- **What you have to do**
Search the entries below for the word "empty" and copy every line where it appears.

- **Information given**
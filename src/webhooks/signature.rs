//! Webhook signature verification using HMAC-SHA256.
//!
//! The judging service signs each delivery by computing HMAC-SHA256 over the
//! exact bytes of the request body with a shared secret, and sends the digest
//! hex-encoded in the `X-Judge-Signature` header (bare hex, no algorithm
//! prefix).
//!
//! Verification is the first step of webhook processing; deliveries with an
//! invalid signature must be rejected before the payload is even parsed. The
//! comparison is constant-time so response latency does not reveal where a
//! forged signature first diverges from the correct one.

use hmac::{Hmac, Mac};
use sha2::Sha256;

type HmacSha256 = Hmac<Sha256>;

/// Computes the HMAC-SHA256 signature of a payload using the given secret.
///
/// This is what the sender computes before delivery; the receiver uses it in
/// tests to construct validly signed requests.
pub fn compute_signature(payload: &[u8], secret: &[u8]) -> Vec<u8> {
    let mut mac = HmacSha256::new_from_slice(secret).expect("HMAC can take key of any size");
    mac.update(payload);
    mac.finalize().into_bytes().to_vec()
}

/// Formats a signature as the header value the sender transmits.
///
/// The wire format is lowercase hex with no prefix.
pub fn encode_signature(signature: &[u8]) -> String {
    hex::encode(signature)
}

/// Verifies a webhook signature against the raw payload bytes.
///
/// Returns `true` if the signature is valid, `false` otherwise. Uses
/// constant-time comparison to prevent timing attacks. Malformed hex input is
/// treated as a verification failure, never an error.
///
/// A `secret` of `None` means verification is disabled: this always returns
/// `true`, and the caller is responsible for logging that the delivery was
/// accepted unauthenticated.
///
/// # Arguments
///
/// * `payload` - The raw request body bytes, exactly as received
/// * `signature_hex` - The value of the `X-Judge-Signature` header
/// * `secret` - The shared webhook secret, or `None` if not configured
///
/// # Examples
///
/// ```
/// use judge_webhook::webhooks::{compute_signature, encode_signature, verify_signature};
///
/// let payload = b"{\"submission\":{\"id\":\"abc123\"}}";
/// let secret = b"my-secret-key";
///
/// let header = encode_signature(&compute_signature(payload, secret));
///
/// assert!(verify_signature(payload, &header, Some(secret)));
/// assert!(!verify_signature(payload, &header, Some(b"wrong-secret")));
///
/// // No secret configured: open mode, everything passes.
/// assert!(verify_signature(payload, "", None));
/// ```
pub fn verify_signature(payload: &[u8], signature_hex: &str, secret: Option<&[u8]>) -> bool {
    let Some(secret) = secret else {
        // Verification disabled. The caller logs this mode loudly.
        return true;
    };

    // A signature that is not valid hex can never match a real digest.
    let provided = match hex::decode(signature_hex) {
        Ok(bytes) => bytes,
        Err(_) => return false,
    };

    let mut mac = match HmacSha256::new_from_slice(secret) {
        Ok(mac) => mac,
        Err(_) => return false,
    };
    mac.update(payload);

    // Constant-time comparison via the HMAC library. A length mismatch fails
    // immediately, which leaks only the length (public), not the content.
    mac.verify_slice(&provided).is_ok()
}
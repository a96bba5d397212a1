//! Newtype wrappers for domain identifiers.
//!
//! These types prevent accidental mixing of identifiers with plain strings
//! and make the code more self-documenting.

use serde::{Deserialize, Serialize};
use std::fmt;

/// The identifier of a submission on the judging service.
///
/// Opaque to the receiver: we never interpret its contents, only echo it back
/// in acknowledgments and attach it to log records. The parser guarantees it
/// is non-empty.
#[derive(Debug, Clone, PartialEq, Eq, Hash, Serialize, Deserialize)]
#[serde(transparent)]
pub struct SubmissionId(pub String);

impl SubmissionId {
    pub fn new(s: impl Into<String>) -> Self {
        SubmissionId(s.into())
    }

    pub fn as_str(&self) -> &str {
        &self.0
    }
}

impl fmt::Display for SubmissionId {
    fn fmt(&self, f: &mut fmt::Formatter<'_>) -> fmt::Result {
        write!(f, "{}", self.0)
    }
}
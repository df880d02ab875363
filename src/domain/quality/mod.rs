//! Deterministic quality scoring for generated test case sets

mod config;
mod scorer;

pub use config::ScoringConfig;
pub use scorer::{QualityDimensions, QualityLabel, QualityReport, score_test_cases};
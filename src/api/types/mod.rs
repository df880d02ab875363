//! API request/response types

pub mod error;
pub mod generate;
pub mod json;

pub use error::{ApiError, ApiErrorDetail, ApiErrorResponse, ApiErrorType};
pub use generate::{
    GenerateRequest, GenerateResponse, ResponseMeta, USER_STORY_CHARS, validate_generate_request,
};
pub use json::Json;
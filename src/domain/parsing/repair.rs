use once_cell::sync::Lazy;
use regex::Regex;
use serde_json::Value;

static DANGLING_KEY: Lazy<Regex> =
    Lazy::new(|| Regex::new(r#",?\s*"(?:[^"\\]|\\.)*"\s*:\s*$"#).unwrap());
static TRAILING_COMMA: Lazy<Regex> = Lazy::new(|| Regex::new(r",(\s*[}\]])").unwrap());
static END_COMMA: Lazy<Regex> = Lazy::new(|| Regex::new(r",\s*$").unwrap());

/// Attempt to salvage a JSON string that was cut off mid-generation.
///
/// The happy path is untouched: if the text already parses, it is returned
/// unchanged. Otherwise the tail is rewritten, in order:
/// 1. drop an unterminated trailing string literal (escape-aware);
/// 2. drop a trailing object key that has a colon but no value;
/// 3. drop a trailing key literal left without its closing quote;
/// 4. drop trailing commas before closing delimiters and at the end;
/// 5. close the `{`/`[` still open at the end, innermost first, ignoring
///    delimiters that appear inside string values;
/// 6. drop any trailing comma the closing step exposed.
///
/// Repair never fabricates content: it only removes an incomplete tail and
/// balances delimiters. A failure to re-parse propagates the syntax error.
pub fn repair_truncated_json(raw: &str) -> Result<Value, serde_json::Error> {
    if let Ok(value) = serde_json::from_str(raw) {
        return Ok(value);
    }

    let mut text = strip_unterminated_string(raw);
    text = DANGLING_KEY.replace(&text, "").into_owned();
    text = strip_unterminated_string(&text);
    text = TRAILING_COMMA.replace_all(&text, "$1").into_owned();
    text = END_COMMA.replace(&text, "").into_owned();

    for delimiter in unclosed_delimiters(&text).into_iter().rev() {
        text.push(if delimiter == '{' { '}' } else { ']' });
    }
    let text = TRAILING_COMMA.replace_all(&text, "$1");

    serde_json::from_str(&text)
}

/// If the text ends inside a string literal (a quote opened but never
/// closed, accounting for escaped quotes), drop the literal together with
/// the comma and whitespace leading into it.
fn strip_unterminated_string(text: &str) -> String {
    let Some(open) = unterminated_string_start(text) else {
        return text.to_string();
    };

    let head = text[..open].trim_end();
    head.strip_suffix(',').unwrap_or(head).to_string()
}

/// Byte offset of the opening quote of a string left unterminated at the
/// end of `text`, if any.
fn unterminated_string_start(text: &str) -> Option<usize> {
    let mut in_string = false;
    let mut escaped = false;
    let mut open = 0;

    for (i, ch) in text.char_indices() {
        if escaped {
            escaped = false;
            continue;
        }
        match ch {
            '\\' if in_string => escaped = true,
            '"' => {
                if !in_string {
                    open = i;
                }
                in_string = !in_string;
            }
            _ => {}
        }
    }

    in_string.then_some(open)
}

/// Scan outside string literals and return the still-open `{`/`[`
/// delimiters in nesting order, outermost first.
fn unclosed_delimiters(text: &str) -> Vec<char> {
    let mut stack = Vec::new();
    let mut in_string = false;
    let mut escaped = false;

    for ch in text.chars() {
        if escaped {
            escaped = false;
            continue;
        }
        match ch {
            '\\' if in_string => escaped = true,
            '"' => in_string = !in_string,
            _ if in_string => {}
            '{' | '[' => stack.push(ch),
            '}' => {
                if stack.last() == Some(&'{') {
                    stack.pop();
                }
            }
            ']' => {
                if stack.last() == Some(&'[') {
                    stack.pop();
                }
            }
            _ => {}
        }
    }

    stack
}
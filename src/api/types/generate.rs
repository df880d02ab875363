use serde::{Deserialize, Serialize};

use super::ApiError;
use crate::domain::generation::GenerationOutcome;
use crate::domain::quality::QualityReport;
use crate::domain::test_case::TestCase;

pub const USER_STORY_CHARS: std::ops::RangeInclusive<usize> = 10..=2000;

const PIPELINE_DESCRIPTION: &str =
    "user_story -> prompt -> llm -> validate+repair -> quality_score -> response";

/// POST /v1/generate-tests request body
#[derive(Debug, Clone, Deserialize)]
pub struct GenerateRequest {
    pub user_story: String,
}

/// Successful generation response
#[derive(Debug, Clone, Serialize)]
pub struct GenerateResponse {
    pub test_cases: Vec<TestCase>,
    pub quality: QualityReport,
    pub meta: ResponseMeta,
}

/// Provenance metadata for one generation
#[derive(Debug, Clone, Serialize)]
pub struct ResponseMeta {
    pub model: String,
    pub stop_reason: String,
    pub was_repaired: bool,
    pub attempts: u32,
    pub pipeline: &'static str,
}

impl From<GenerationOutcome> for GenerateResponse {
    fn from(outcome: GenerationOutcome) -> Self {
        Self {
            test_cases: outcome.test_cases,
            quality: outcome.quality,
            meta: ResponseMeta {
                model: outcome.model,
                stop_reason: outcome.stop_reason.as_str().to_string(),
                was_repaired: outcome.was_repaired,
                attempts: outcome.attempts,
                pipeline: PIPELINE_DESCRIPTION,
            },
        }
    }
}

/// Validate the request body bounds before any LLM work is started
pub fn validate_generate_request(request: &GenerateRequest) -> Result<(), ApiError> {
    let chars = request.user_story.trim().chars().count();
    if !USER_STORY_CHARS.contains(&chars) {
        return Err(ApiError::bad_request(format!(
            "user_story must be 10-2000 characters, got {chars}"
        ))
        .with_param("user_story"));
    }
    Ok(())
}
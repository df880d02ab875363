use serde::{Deserialize, Serialize};

/// Reason why the generation finished, as reported by the provider.
///
/// `Length` is the truncation signal: the output was cut off by the token
/// limit rather than completing naturally.
#[derive(Debug, Clone, Copy, PartialEq, Eq, Serialize, Deserialize)]
#[serde(rename_all = "snake_case")]
pub enum FinishReason {
    Stop,
    Length,
    ContentFilter,
    Unknown,
}

impl FinishReason {
    pub fn parse(reason: &str) -> Self {
        match reason {
            "stop" => Self::Stop,
            "length" => Self::Length,
            "content_filter" => Self::ContentFilter,
            _ => Self::Unknown,
        }
    }

    pub fn as_str(&self) -> &'static str {
        match self {
            Self::Stop => "stop",
            Self::Length => "length",
            Self::ContentFilter => "content_filter",
            Self::Unknown => "unknown",
        }
    }
}

/// Raw result of one generation attempt
#[derive(Debug, Clone, Serialize, Deserialize)]
pub struct LlmResponse {
    pub text: String,
    pub model: String,
    pub finish_reason: FinishReason,
}

impl LlmResponse {
    pub fn new(
        text: impl Into<String>,
        model: impl Into<String>,
        finish_reason: FinishReason,
    ) -> Self {
        Self {
            text: text.into(),
            model: model.into(),
            finish_reason,
        }
    }

    pub fn is_truncated(&self) -> bool {
        self.finish_reason == FinishReason::Length
    }
}
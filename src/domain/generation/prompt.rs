//! Prompts sent to the LLM collaborator

pub const SYSTEM_PROMPT: &str = "\
You are a senior QA engineer with experience across all software domains: \
web and mobile applications, APIs, e-commerce, authentication, payments and \
notifications.

Your only responsibility is to transform a user story written in natural \
language into a structured set of QA test cases. You do NOT implement any \
functionality - you only describe HOW to test it.

You MUST respond with a valid JSON object following EXACTLY this schema and \
nothing else:

{
  \"test_cases\": [
    {
      \"title\": \"string\",
      \"preconditions\": \"string\",
      \"steps\": [\"string\", \"string\"],
      \"expected_result\": \"string\"
    }
  ]
}

Generate exactly 4 test cases covering:
  1. Happy path (successful scenario)
  2. Error scenario (invalid input, network failure, etc.)
  3. Edge case (limits, empty values, concurrent access, etc.)
  4. Security / permissions check

Rules:
- Every text field must be under 200 characters.
- Step arrays: 2 to 4 entries only.
- Preconditions must be specific (never just \"the user is logged in\").
- Expected results must be observable and verifiable - avoid vague words \
like \"works\", \"correct\", \"fine\", \"ok\", \"done\", \"success\".
- Adapt the vocabulary to the domain (e.g. \"tap\" for mobile, \"call the \
endpoint\" for APIs).
- Respond ONLY with the JSON object - no markdown, no backticks, no \
explanations.";

pub fn build_user_message(user_story: &str) -> String {
    format!(
        "User story:\n{user_story}\n\n\
         Generate exactly 4 QA test cases. Only the JSON, no additional text."
    )
}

- **Output for this exercise**
/// is non-empty.
  3. Edge case (limits, empty values, concurrent access, etc.)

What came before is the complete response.